Dismantling rape culture: It’s on all of us

The views expressed in the following article are the opinions of the writer and do not necessarily reflect the opinions of the Newswire as a whole.

This summer, we were given the opportunity to do a research project on the culture of sexual assault on Xavier’s campus. Working with our adviser, Dr. Marcus Mescher, we were able to use an entire summer to take a critical look at the institution that we call home.

To begin the process, we identified our personal experiences during our time at Xavier that drove us to work on the project, as well as what we most wanted to see changed when school resumed.

Riley chose to focus on increasing awareness of survivors on campus and working to create a more positive and loving environment for them to exist in. Daniel chose to focus on the root causes of toxic masculinity and how that mindset contributes to the rape culture we see on campus. Derek chose to study how we (students and institutions) can change the predominant culture on campus. Through these three specific lenses, we began to work on making a tangible and positive change across Xavier’s campus.

However, the more we began to specialize, the more we began to see how related our seemingly different topics were. Rape culture exists because men are expected to conform to hyper-masculine norms that train them to think they are entitled to sex, should be silent about emotions and are expected to protect other men, even if it means violating the dignity and rights of others. Pornography not only degrades sexuality, but it also normalizes violence. Alcohol and drug abuse impair decision-making and are often used to minimize responsibility after the fact.
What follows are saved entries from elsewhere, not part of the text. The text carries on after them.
//! `kn config` -- show, read and edit configuration.

use anyhow::{Context, Result, bail};
use kaneo_config::KaneoConfig;
use kaneo_config::config::KEYS;

use crate::cli::{ConfigArgs, ConfigCommands};
use crate::context::RuntimeContext;
use crate::output::{output_json, output_table};

/// Execute the `kn config` command.
pub fn run(ctx: &RuntimeContext, args: &ConfigArgs) -> Result<()> {
    match &args.command {
        ConfigCommands::Show(show_args) => {
            let config = ctx.config()?;
            let pairs = key_values(&config, show_args.reveal);

            if ctx.json {
                let map: serde_json::Map<String, serde_json::Value> = pairs
                    .into_iter()
                    .map(|(k, v)| (k.to_string(), serde_json::Value::from(v)))
                    .collect();
                output_json(&map);
            } else {
                println!("# {}", ctx.config_path.display());
                let rows: Vec<Vec<String>> = pairs
                    .into_iter()
                    .map(|(k, v)| vec![k.to_string(), display_value(v)])
                    .collect();
                output_table(&["KEY", "VALUE"], &rows);
            }
        }

        ConfigCommands::Get(get_args) => {
            let config = ctx.config()?;
            let Some(value) = config.get(&get_args.key, get_args.reveal) else {
                bail!(
                    "unknown config key '{}' (expected one of: {})",
                    get_args.key,
                    KEYS.join(", ")
                );
            };

            if ctx.json {
                output_json(&serde_json::json!({
                    "key": get_args.key,
                    "value": value,
                }));
            } else {
                println!("{}", value);
            }
        }

        ConfigCommands::Set(set_args) => {
            // Only the file layer is edited; environment overrides stay out of it.
            let mut config = kaneo_config::load_file(&ctx.config_path).with_context(|| {
                format!("failed to read config file {}", ctx.config_path.display())
            })?;
            config.set(&set_args.key, &set_args.value)?;
            kaneo_config::save_config(&ctx.config_path, &config).with_context(|| {
                format!("failed to write config file {}", ctx.config_path.display())
            })?;
            tracing::debug!(key = %set_args.key, path = %ctx.config_path.display(), "config updated");

            let shown = config.get(&set_args.key, false).unwrap_or_default();
            if ctx.json {
                output_json(&serde_json::json!({
                    "key": set_args.key,
                    "value": shown,
                }));
            } else {
                println!("Set {} = {}", set_args.key, shown);
            }
        }

        ConfigCommands::Path => {
            if ctx.json {
                output_json(&serde_json::json!({
                    "path": ctx.config_path.display().to_string(),
                    "exists": ctx.config_path.exists(),
                }));
            } else {
                println!("{}", ctx.config_path.display());
            }
        }
    }

    Ok(())
}

fn key_values(config: &KaneoConfig, reveal: bool) -> Vec<(&'static str, String)> {
    KEYS.iter()
        .map(|key| (*key, config.get(key, reveal).unwrap_or_default()))
        .collect()
}

fn display_value(value: String) -> String {
    if value.is_empty() {
        "(unset)".to_string()
    } else {
        value
    }
}
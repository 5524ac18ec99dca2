//! Discovery of the config file location.

use std::path::{Path, PathBuf};

/// Environment variable that overrides the config file path.
pub const CONFIG_ENV: &str = "KANEO_CONFIG";

const APP_DIR_NAME: &str = "kaneo";
const CONFIG_FILE_NAME: &str = "config.yaml";

/// Resolves the config file path.
///
/// Priority: explicit path > `$KANEO_CONFIG` > `$XDG_CONFIG_HOME/kaneo/config.yaml`
/// > `$HOME/.config/kaneo/config.yaml` > `./kaneo.yaml`.
///
/// The file does not need to exist.
pub fn config_path(explicit: Option<&Path>) -> PathBuf {
    if let Some(path) = explicit {
        return path.to_path_buf();
    }

    if let Some(path) = non_empty_env(CONFIG_ENV) {
        return PathBuf::from(path);
    }

    if let Some(xdg) = non_empty_env("XDG_CONFIG_HOME") {
        return Path::new(&xdg).join(APP_DIR_NAME).join(CONFIG_FILE_NAME);
    }

    if let Some(home) = non_empty_env("HOME").or_else(|| non_empty_env("USERPROFILE")) {
        return Path::new(&home)
            .join(".config")
            .join(APP_DIR_NAME)
            .join(CONFIG_FILE_NAME);
    }

    PathBuf::from("kaneo.yaml")
}

fn non_empty_env(key: &str) -> Option<String> {
    std::env::var(key).ok().filter(|v| !v.is_empty())
}
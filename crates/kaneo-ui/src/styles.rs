//! Ayu color theme and styling for kaneo CLI output.
//!
//! Design principles:
//! - Only states that need attention get color (urgent/high, overdue, unread)
//! - Every lookup is an exhaustive match over a domain enum; the `Custom`
//!   arm is the explicit fallback for values the API invents later
//! - Small Unicode symbols for icons, not emoji

use kaneo_core::enums::{Priority, ResourceType, Status};
use kaneo_core::urgency::Urgency;
use owo_colors::OwoColorize;

use crate::terminal::supports_color;

/// An RGB triple.
pub type Rgb = (u8, u8, u8);

// ---------------------------------------------------------------------------
// Ayu Dark color palette
// ---------------------------------------------------------------------------

const PASS: Rgb = (0xc2, 0xd9, 0x4c); // #c2d94c - green
const WARN: Rgb = (0xff, 0xb4, 0x54); // #ffb454 - yellow
const FAIL: Rgb = (0xf0, 0x71, 0x78); // #f07178 - red
const MUTED: Rgb = (0x6c, 0x76, 0x80); // #6c7680 - gray
const ACCENT: Rgb = (0x59, 0xc2, 0xff); // #59c2ff - blue
const ORANGE: Rgb = (0xff, 0x8f, 0x40); // #ff8f40
const GOLD: Rgb = (0xe6, 0xb4, 0x50); // #e6b450
const PURPLE: Rgb = (0xd2, 0xa6, 0xff); // #d2a6ff
const DIMMED: Rgb = (0x80, 0x90, 0xa0); // #8090a0

// ---------------------------------------------------------------------------
// Icons
// ---------------------------------------------------------------------------

pub const ICON_UNKNOWN: &str = "?";
pub const ICON_PASS: &str = "\u{2713}"; // ✓
pub const ICON_WARN: &str = "\u{26A0}"; // ⚠
pub const ICON_UNREAD: &str = "\u{25CF}"; // ●
pub const ICON_READ: &str = "\u{25CB}"; // ○

pub const SEPARATOR_LIGHT: &str = "\u{2500}\u{2500}\u{2500}\u{2500}\u{2500}\u{2500}\u{2500}\u{2500}\u{2500}\u{2500}\u{2500}\u{2500}\u{2500}\u{2500}\u{2500}\u{2500}\u{2500}\u{2500}\u{2500}\u{2500}\u{2500}\u{2500}\u{2500}\u{2500}\u{2500}\u{2500}\u{2500}\u{2500}\u{2500}\u{2500}\u{2500}\u{2500}\u{2500}\u{2500}\u{2500}\u{2500}\u{2500}\u{2500}\u{2500}\u{2500}";

// ---------------------------------------------------------------------------
// Lookup tables
// ---------------------------------------------------------------------------

pub fn priority_icon(priority: &Priority) -> &'static str {
    match priority {
        Priority::Urgent => "\u{203C}", // ‼
        Priority::High => "\u{25B2}",   // ▲
        Priority::Medium => "\u{25C6}", // ◆
        Priority::Low => "\u{25BC}",    // ▼
        Priority::NoPriority => "\u{2013}", // –
        Priority::Custom(_) => ICON_UNKNOWN,
    }
}

/// `None` means standard text.
pub fn priority_color(priority: &Priority) -> Option<Rgb> {
    match priority {
        Priority::Urgent => Some(FAIL),
        Priority::High => Some(ORANGE),
        Priority::Medium => Some(GOLD),
        Priority::Low => Some(MUTED),
        Priority::NoPriority => None,
        Priority::Custom(_) => Some(MUTED),
    }
}

pub fn status_icon(status: &Status) -> &'static str {
    match status {
        Status::Backlog => "\u{25CC}",    // ◌
        Status::ToDo => "\u{25CB}",       // ○
        Status::InProgress => "\u{25D0}", // ◐
        Status::InReview => "\u{25D1}",   // ◑
        Status::Done => "\u{2713}",       // ✓
        Status::Custom(_) => ICON_UNKNOWN,
    }
}

pub fn status_color(status: &Status) -> Option<Rgb> {
    match status {
        Status::Backlog => Some(MUTED),
        Status::ToDo => None,
        Status::InProgress => Some(WARN),
        Status::InReview => Some(PURPLE),
        Status::Done => Some(DIMMED),
        Status::Custom(_) => None,
    }
}

pub fn urgency_color(urgency: Urgency) -> Rgb {
    match urgency {
        Urgency::Overdue => FAIL,
        Urgency::DueSoon => WARN,
        Urgency::Upcoming => PASS,
    }
}

pub fn resource_icon(resource: &ResourceType) -> &'static str {
    match resource {
        ResourceType::Task => "\u{2610}",         // ☐
        ResourceType::Project => "\u{25A3}",      // ▣
        ResourceType::Organization => "\u{2302}", // ⌂
        ResourceType::Workspace => "\u{25A6}",    // ▦
        ResourceType::Custom(_) => ICON_UNKNOWN,
    }
}

// ---------------------------------------------------------------------------
// Helper: apply truecolor only when color is supported
// ---------------------------------------------------------------------------

fn color_str(s: &str, rgb: Rgb) -> String {
    if supports_color() {
        s.truecolor(rgb.0, rgb.1, rgb.2).to_string()
    } else {
        s.to_string()
    }
}

fn color_bold_str(s: &str, rgb: Rgb) -> String {
    if supports_color() {
        s.truecolor(rgb.0, rgb.1, rgb.2).bold().to_string()
    } else {
        s.to_string()
    }
}

fn maybe_color(s: &str, rgb: Option<Rgb>) -> String {
    match rgb {
        Some(rgb) => color_str(s, rgb),
        None => s.to_string(),
    }
}

// ---------------------------------------------------------------------------
// Render helpers
// ---------------------------------------------------------------------------

pub fn render_muted(s: &str) -> String {
    color_str(s, MUTED)
}

pub fn render_accent(s: &str) -> String {
    color_str(s, ACCENT)
}

pub fn render_bold(s: &str) -> String {
    if supports_color() {
        s.bold().to_string()
    } else {
        s.to_string()
    }
}

/// Renders a section header (column name, etc.) in bold accent.
pub fn render_header(s: &str) -> String {
    color_bold_str(s, ACCENT)
}

pub fn render_separator() -> String {
    render_muted(SEPARATOR_LIGHT)
}

pub fn render_warn_icon() -> String {
    color_str(ICON_WARN, WARN)
}

pub fn render_pass_icon() -> String {
    color_str(ICON_PASS, PASS)
}

/// Format: `{icon} {label}`; urgent is bold.
pub fn render_priority(priority: &Priority) -> String {
    let label = format!("{} {}", priority_icon(priority), priority.label());
    match (priority, priority_color(priority)) {
        (Priority::Urgent, Some(rgb)) => color_bold_str(&label, rgb),
        (_, rgb) => maybe_color(&label, rgb),
    }
}

/// Just the colored priority icon, for dense rows.
pub fn render_priority_icon(priority: &Priority) -> String {
    maybe_color(priority_icon(priority), priority_color(priority))
}

/// Format: `{icon} {status}`.
pub fn render_status(status: &Status) -> String {
    let label = format!("{} {}", status_icon(status), status.as_str());
    maybe_color(&label, status_color(status))
}

/// Colors `text` by how urgent the due date is.
pub fn render_urgency(text: &str, urgency: Urgency) -> String {
    match urgency {
        Urgency::Overdue => color_bold_str(text, urgency_color(urgency)),
        _ => color_str(text, urgency_color(urgency)),
    }
}

/// Unread notifications get a filled accent dot; read ones a muted ring.
pub fn render_read_marker(is_read: bool) -> String {
    if is_read {
        render_muted(ICON_READ)
    } else {
        render_accent(ICON_UNREAD)
    }
}
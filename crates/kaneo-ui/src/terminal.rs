//! Terminal detection utilities.

use std::env;

/// Returns `true` if stdout is connected to a terminal (TTY).
pub fn is_tty() -> bool {
    crossterm::tty::IsTty::is_tty(&std::io::stdout())
}

/// Returns the terminal height in rows, or 0 if detection fails.
pub fn terminal_height() -> usize {
    crossterm::terminal::size()
        .map(|(_cols, rows)| rows as usize)
        .unwrap_or(0)
}

/// Determines if ANSI color codes should be used.
///
/// `NO_COLOR` (any value), `CLICOLOR=0` and `TERM=dumb` disable color;
/// `CLICOLOR_FORCE` forces it on. Otherwise color follows TTY detection.
pub fn supports_color() -> bool {
    if env::var_os("NO_COLOR").is_some() {
        return false;
    }
    if env::var("CLICOLOR").as_deref() == Ok("0") {
        return false;
    }
    if env::var("TERM").as_deref() == Ok("dumb") {
        return false;
    }
    if env::var_os("CLICOLOR_FORCE").is_some() {
        return true;
    }
    is_tty()
}

/// Truncates `s` to at most `max` characters, ending in an ellipsis when cut.
pub fn truncate(s: &str, max: usize) -> String {
    if s.chars().count() <= max {
        return s.to_string();
    }
    if max == 0 {
        return String::new();
    }
    let mut out: String = s.chars().take(max - 1).collect();
    out.push('\u{2026}');
    out
}
//! Terminal UI components for the kaneo client.
//!
//! Provides Ayu-themed styling keyed by the domain enums, terminal
//! detection, and pager support for CLI output.

pub mod pager;
pub mod styles;
pub mod terminal;
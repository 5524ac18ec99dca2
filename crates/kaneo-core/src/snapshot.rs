//! Caller-owned "current collection" with whole-value refresh.

/// The last successfully fetched value of a collection.
///
/// A refresh either replaces the value entirely or leaves it untouched;
/// it is never partially merged.
#[derive(Debug, Clone, PartialEq, Default)]
pub struct Snapshot<T> {
    current: Option<T>,
    generation: u64,
}

impl<T> Snapshot<T> {
    /// An empty snapshot; nothing fetched yet.
    pub fn empty() -> Self {
        Self {
            current: None,
            generation: 0,
        }
    }

    pub fn new(value: T) -> Self {
        Self {
            current: Some(value),
            generation: 1,
        }
    }

    pub fn get(&self) -> Option<&T> {
        self.current.as_ref()
    }

    /// Number of successful loads so far.
    pub fn generation(&self) -> u64 {
        self.generation
    }

    pub fn replace(&mut self, value: T) -> &T {
        self.generation += 1;
        self.current.insert(value)
    }

    /// Runs `fetch` and replaces the value on success.
    ///
    /// On failure the previous value is kept and the error returned.
    pub fn refresh_with<E, F>(&mut self, fetch: F) -> Result<&T, E>
    where
        F: FnOnce() -> Result<T, E>,
    {
        let value = fetch()?;
        Ok(self.replace(value))
    }
}
//! Display sanitization for task descriptions.

/// Shown when a description is empty or absent.
pub const NO_DESCRIPTION: &str = "No description";

/// Converts the API's lightweight HTML into plain text.
///
/// `<p ...>` is dropped, `</p>` and `<br>`/`<br/>`/`<br />` become line
/// breaks, and a run of such breaks collapses to a single newline. Any
/// other markup is left untouched.
pub fn clean_description(raw: Option<&str>) -> String {
    let raw = raw.unwrap_or("");
    let mut out = String::with_capacity(raw.len());
    let mut rest = raw;
    let mut pending_break = false;

    while !rest.is_empty() {
        if let Some((len, tag)) = match_tag(rest) {
            if tag.is_break() {
                pending_break = true;
            }
            rest = &rest[len..];
            continue;
        }

        // Safe: `rest` is non-empty.
        let ch = rest.chars().next().unwrap_or_default();
        if pending_break {
            out.push('\n');
            pending_break = false;
        }
        out.push(ch);
        rest = &rest[ch.len_utf8()..];
    }

    let trimmed = out.trim();
    if trimmed.is_empty() {
        NO_DESCRIPTION.to_string()
    } else {
        trimmed.to_string()
    }
}

/// The tags `clean_description` rewrites.
#[derive(Debug, Clone, Copy, PartialEq, Eq)]
enum Tag {
    Open,
    Close,
    Break,
}

impl Tag {
    fn is_break(self) -> bool {
        matches!(self, Tag::Close | Tag::Break)
    }
}

/// Returns the byte length and kind of a paragraph or break tag at the
/// start of `s`.
fn match_tag(s: &str) -> Option<(usize, Tag)> {
    if !s.starts_with('<') {
        return None;
    }
    let end = s.find('>')?;
    let inner = s[1..end].trim().to_ascii_lowercase();
    let name = inner
        .trim_end_matches('/')
        .split_whitespace()
        .next()
        .unwrap_or("");
    let tag = match name {
        "p" => Tag::Open,
        "/p" => Tag::Close,
        "br" => Tag::Break,
        _ => return None,
    };
    Some((end + 1, tag))
}
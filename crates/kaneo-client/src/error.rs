//! Client error types.

/// Errors that can occur while talking to the API.
#[derive(Debug, thiserror::Error)]
pub enum ClientError {
    /// The request never produced an HTTP response (DNS, connect, TLS, timeout).
    #[error("request failed: {0}")]
    Transport(String),

    /// The server rejected the credentials.
    #[error("unauthorized: {message}")]
    Unauthorized {
        /// Server message or status text.
        message: String,
    },

    /// Any other non-2xx response.
    #[error("server returned {status}: {message}")]
    Status {
        /// HTTP status code.
        status: u16,
        /// Server message or status text.
        message: String,
    },

    /// A 2xx response body did not match the expected shape.
    #[error("unexpected response from {path}: {source}")]
    Decode {
        /// API path that was requested.
        path: String,
        /// Underlying JSON error.
        #[source]
        source: serde_json::Error,
    },
}

/// Convenience alias used throughout the client crate.
pub type Result<T> = std::result::Result<T, ClientError>;

impl ClientError {
    /// Classifies a non-2xx response.
    ///
    /// `server_message` wins over `status_text`; a 401 or a message
    /// mentioning "Unauthorized" becomes [`ClientError::Unauthorized`].
    pub fn from_status(status: u16, status_text: &str, server_message: Option<String>) -> Self {
        let message = server_message
            .filter(|m| !m.trim().is_empty())
            .unwrap_or_else(|| {
                if status_text.is_empty() {
                    format!("HTTP {status}")
                } else {
                    status_text.to_string()
                }
            });

        if status == 401 || message.contains("Unauthorized") {
            Self::Unauthorized { message }
        } else {
            Self::Status { status, message }
        }
    }

    /// Returns `true` if this is a [`ClientError::Unauthorized`].
    pub fn is_unauthorized(&self) -> bool {
        matches!(self, Self::Unauthorized { .. })
    }

    /// A follow-up suggestion for the user, if one applies.
    ///
    /// Only affects messaging; every error is handled the same way.
    pub fn hint(&self) -> Option<&'static str> {
        match self {
            Self::Unauthorized { .. } => {
                Some("check your API token with 'kn config set token <token>'")
            }
            Self::Transport(_) => Some("check 'instance-url' and that the server is reachable"),
            _ => None,
        }
    }
}

#[cfg(test)]
mod tests {
    use super::*;
    use pretty_assertions::assert_eq;

    #[test]
    fn status_401_is_unauthorized() {
        let err = ClientError::from_status(401, "Unauthorized", None);
        assert!(err.is_unauthorized());
        assert!(err.hint().is_some());
    }

    #[test]
    fn unauthorized_message_on_other_status() {
        let err = ClientError::from_status(403, "Forbidden", Some("Unauthorized access".into()));
        assert!(err.is_unauthorized());
    }

    #[test]
    fn server_message_wins_over_status_text() {
        let err = ClientError::from_status(404, "Not Found", Some("Task not found".into()));
        match err {
            ClientError::Status { status, message } => {
                assert_eq!(status, 404);
                assert_eq!(message, "Task not found");
            }
            other => panic!("unexpected error: {other:?}"),
        }
    }

    #[test]
    fn blank_server_message_falls_back_to_status_text() {
        let err = ClientError::from_status(500, "Internal Server Error", Some("  ".into()));
        assert_eq!(err.to_string(), "server returned 500: Internal Server Error");
        let err = ClientError::from_status(599, "", None);
        assert_eq!(err.to_string(), "server returned 599: HTTP 599");
    }
}
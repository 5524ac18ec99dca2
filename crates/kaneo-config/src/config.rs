//! Configuration types and loading for the kaneo client.
//!
//! The main entry point is [`KaneoConfig`]. It is assembled by [`load_config`]
//! from three layers, later layers winning:
//!
//! 1. built-in defaults
//! 2. the YAML config file (see [`crate::paths::config_path`])
//! 3. `KANEO_*` environment variables (`KANEO_INSTANCE_URL`, `KANEO_TOKEN`,
//!    `KANEO_WORKSPACE_ID`, `KANEO_SORT_MODE`, `KANEO_TIMEOUT_SECS`)

use std::path::Path;

use figment::Figment;
use figment::providers::{Env, Format, Serialized, Yaml};
use kaneo_core::enums::SortMode;
use serde::{Deserialize, Serialize};
use thiserror::Error;

/// Prefix for environment overrides.
pub const ENV_PREFIX: &str = "KANEO_";

/// Default request timeout in seconds.
pub const DEFAULT_TIMEOUT_SECS: u64 = 30;

// ---------------------------------------------------------------------------
// Error types
// ---------------------------------------------------------------------------

/// Errors that can occur during configuration operations.
#[derive(Debug, Error)]
pub enum ConfigError {
    /// The configuration file could not be read or written.
    #[error("failed to access config file: {0}")]
    Io(#[from] std::io::Error),

    /// The configuration file contained invalid YAML.
    #[error("failed to parse config file: {0}")]
    Parse(#[from] serde_yaml::Error),

    /// The merged layers could not be extracted into a config.
    #[error("invalid configuration: {0}")]
    Extract(#[from] Box<figment::Error>),

    /// A required value is not set in any layer.
    #[error("'{key}' is not configured (set it with 'kn config set {key} <value>' or ${env})")]
    Missing {
        /// The configuration key.
        key: &'static str,
        /// The environment variable that would also provide it.
        env: &'static str,
    },

    /// A configuration value was invalid.
    #[error("invalid configuration value for key '{key}': {reason}")]
    InvalidValue {
        /// The configuration key that had an invalid value.
        key: String,
        /// A description of why the value is invalid.
        reason: String,
    },
}

impl From<figment::Error> for ConfigError {
    fn from(e: figment::Error) -> Self {
        Self::Extract(Box::new(e))
    }
}

/// A specialized `Result` type for configuration operations.
pub type Result<T> = std::result::Result<T, ConfigError>;

// ---------------------------------------------------------------------------
// Main config struct
// ---------------------------------------------------------------------------

/// Connection and display settings.
///
/// All fields use `serde` defaults so that a partially-specified YAML file
/// deserializes with sensible values.
#[derive(Debug, Clone, PartialEq, Serialize, Deserialize)]
#[serde(rename_all = "kebab-case")]
pub struct KaneoConfig {
    /// Base URL of the API, e.g. `https://kaneo.example.com/api`.
    #[serde(default)]
    pub instance_url: String,

    /// Bearer token.
    #[serde(default)]
    pub token: String,

    /// Workspace whose projects are listed.
    #[serde(default)]
    pub workspace_id: String,

    /// Ordering for task lists and board columns.
    #[serde(default)]
    pub sort_mode: SortMode,

    /// Per-request timeout in seconds.
    #[serde(default = "default_timeout_secs")]
    pub timeout_secs: u64,
}

impl Default for KaneoConfig {
    fn default() -> Self {
        Self {
            instance_url: String::new(),
            token: String::new(),
            workspace_id: String::new(),
            sort_mode: SortMode::default(),
            timeout_secs: default_timeout_secs(),
        }
    }
}

fn default_timeout_secs() -> u64 {
    DEFAULT_TIMEOUT_SECS
}

/// Keys accepted by [`KaneoConfig::set`] and [`KaneoConfig::get`].
pub const KEYS: &[&str] = &[
    "instance-url",
    "token",
    "workspace-id",
    "sort-mode",
    "timeout-secs",
];

impl KaneoConfig {
    /// API base URL without a trailing slash.
    pub fn base_url(&self) -> &str {
        self.instance_url.trim_end_matches('/')
    }

    /// Checks the values needed to talk to the server.
    ///
    /// # Errors
    ///
    /// Returns [`ConfigError::Missing`] for an unset URL or token and
    /// [`ConfigError::InvalidValue`] for a URL without an http(s) scheme.
    pub fn validate_connection(&self) -> Result<()> {
        if self.instance_url.trim().is_empty() {
            return Err(ConfigError::Missing {
                key: "instance-url",
                env: "KANEO_INSTANCE_URL",
            });
        }
        if !(self.instance_url.starts_with("http://") || self.instance_url.starts_with("https://"))
        {
            return Err(ConfigError::InvalidValue {
                key: "instance-url".to_string(),
                reason: format!("'{}' must start with http:// or https://", self.instance_url),
            });
        }
        if self.token.trim().is_empty() {
            return Err(ConfigError::Missing {
                key: "token",
                env: "KANEO_TOKEN",
            });
        }
        Ok(())
    }

    /// Returns the workspace identifier or a [`ConfigError::Missing`].
    pub fn require_workspace(&self) -> Result<&str> {
        if self.workspace_id.trim().is_empty() {
            return Err(ConfigError::Missing {
                key: "workspace-id",
                env: "KANEO_WORKSPACE_ID",
            });
        }
        Ok(&self.workspace_id)
    }

    /// Reads a value by key. The token is masked unless `reveal` is set.
    pub fn get(&self, key: &str, reveal: bool) -> Option<String> {
        match key {
            "instance-url" => Some(self.instance_url.clone()),
            "token" if reveal => Some(self.token.clone()),
            "token" => Some(mask_token(&self.token)),
            "workspace-id" => Some(self.workspace_id.clone()),
            "sort-mode" => Some(self.sort_mode.to_string()),
            "timeout-secs" => Some(self.timeout_secs.to_string()),
            _ => None,
        }
    }

    /// Sets a value by key.
    ///
    /// # Errors
    ///
    /// Returns [`ConfigError::InvalidValue`] for an unknown key or a value
    /// that does not parse.
    pub fn set(&mut self, key: &str, value: &str) -> Result<()> {
        let invalid = |reason: String| ConfigError::InvalidValue {
            key: key.to_string(),
            reason,
        };
        match key {
            "instance-url" => self.instance_url = value.trim().to_string(),
            "token" => self.token = value.trim().to_string(),
            "workspace-id" => self.workspace_id = value.trim().to_string(),
            "sort-mode" => self.sort_mode = value.parse().map_err(invalid)?,
            "timeout-secs" => {
                self.timeout_secs = value
                    .parse()
                    .map_err(|e: std::num::ParseIntError| invalid(e.to_string()))?
            }
            _ => {
                return Err(invalid(format!(
                    "unknown key (expected one of: {})",
                    KEYS.join(", ")
                )));
            }
        }
        Ok(())
    }
}

/// Masks all but the last four characters of a token.
pub fn mask_token(token: &str) -> String {
    if token.is_empty() {
        return String::new();
    }
    let chars: Vec<char> = token.chars().collect();
    if chars.len() <= 4 {
        return "*".repeat(chars.len());
    }
    let tail: String = chars[chars.len() - 4..].iter().collect();
    format!("{}{}", "*".repeat(chars.len() - 4), tail)
}

// ---------------------------------------------------------------------------
// Public API
// ---------------------------------------------------------------------------

/// Builds the layered figment for the given config file.
///
/// A missing file contributes nothing.
pub fn figment(config_file: &Path, env_prefix: &str) -> Figment {
    Figment::from(Serialized::defaults(KaneoConfig::default()))
        .merge(Yaml::file(config_file))
        .merge(Env::prefixed(env_prefix).map(|key| key.as_str().replace('_', "-").into()))
}

/// Loads configuration: defaults, then `config_file`, then `KANEO_*`.
///
/// # Errors
///
/// Returns [`ConfigError::Extract`] if a layer holds a value of the wrong
/// type (for example an unknown sort mode).
pub fn load_config(config_file: &Path) -> Result<KaneoConfig> {
    let config: KaneoConfig = figment(config_file, ENV_PREFIX).extract()?;
    Ok(config)
}

/// Reads only the file layer, for editing with `kn config set`.
///
/// If the file does not exist, a default [`KaneoConfig`] is returned.
pub fn load_file(config_file: &Path) -> Result<KaneoConfig> {
    if !config_file.exists() {
        return Ok(KaneoConfig::default());
    }

    let content = std::fs::read_to_string(config_file)?;

    // An empty file is valid and yields default config.
    if content.trim().is_empty() {
        return Ok(KaneoConfig::default());
    }

    let config: KaneoConfig = serde_yaml::from_str(&content)?;
    Ok(config)
}

/// Saves configuration to `config_file`, creating parent directories.
pub fn save_config(config_file: &Path, config: &KaneoConfig) -> Result<()> {
    if let Some(parent) = config_file.parent() {
        std::fs::create_dir_all(parent)?;
    }
    let yaml = serde_yaml::to_string(config)?;
    std::fs::write(config_file, yaml)?;
    Ok(())
}

// ---------------------------------------------------------------------------
// Tests
// ---------------------------------------------------------------------------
Underlying all these factors is widespread moral relativism (illustrated by the popular phrase, “I do me, you do you”), which makes it seem like this isn’t a problem that should concern men. This then leads students to assess that sexual violence should not be a concern for them.

The result is that far too many people are convinced that rape culture does not exist or, if acknowledged that it does, that it is a woman’s issue to address alone. It’s unlikely that we’ll get better at showing support for survivors or changing cultural norms unless, and until, we address these interrelated root causes.

The more we looked at the issue, the more we understood that we could not really talk about any of the variables independently. They interact with each other at the deepest level so that they become ingrained in every part of our daily lives and culture.

This became our largest and most important finding of the summer: Rape culture affects every single person on Xavier’s campus. No matter a student’s level of involvement, knowledge of the issue or experiences with sexual violence, people still suffer.

Being impacted by rape culture doesn’t always look like being a survivor of sexual assault. It can look like a friend group being torn apart because of intimate partner violence. It can look like a man afraid of expressing his vulnerabilities to his group of male friends. Across campus people are suffering from lack of open dialogue and the pressure of the wider culture.

Here is where we found the clearest tie to Xavier’s Jesuit tradition: At Xavier we are founded in the tradition of Cura Personalis, care for the whole person. We are proud to be men and women for and with others. These truths cannot exist in the same community that allows rape culture to be so widespread. Our Jesuit values that pervade our community must be tools that we use to analyze our most intimate moments.

This summer we worked to build institutional change that will shape the future culture at Xavier University. Programing, new staff positions and curriculum changes are all on the way for the students at this renowned university.

But change really only comes when students become invested in their own future. This is our ask to you, Xavier: Seek out and learn more. Lean in, think critically about how rape culture impacts you and seize the many opportunities that we have to confront rape culture in our own lives. As students at a Jesuit university — if we are truly men and women for and with others, if we are committed to acting with justice, generosity and integrity — this is our responsibility to each other and the world.

Daniel Bowling (‘19), Riley Head (‘20) and Derek Adkins (‘20) are the research team responsible for recommending a prevention coordinator to Father Michael Graham.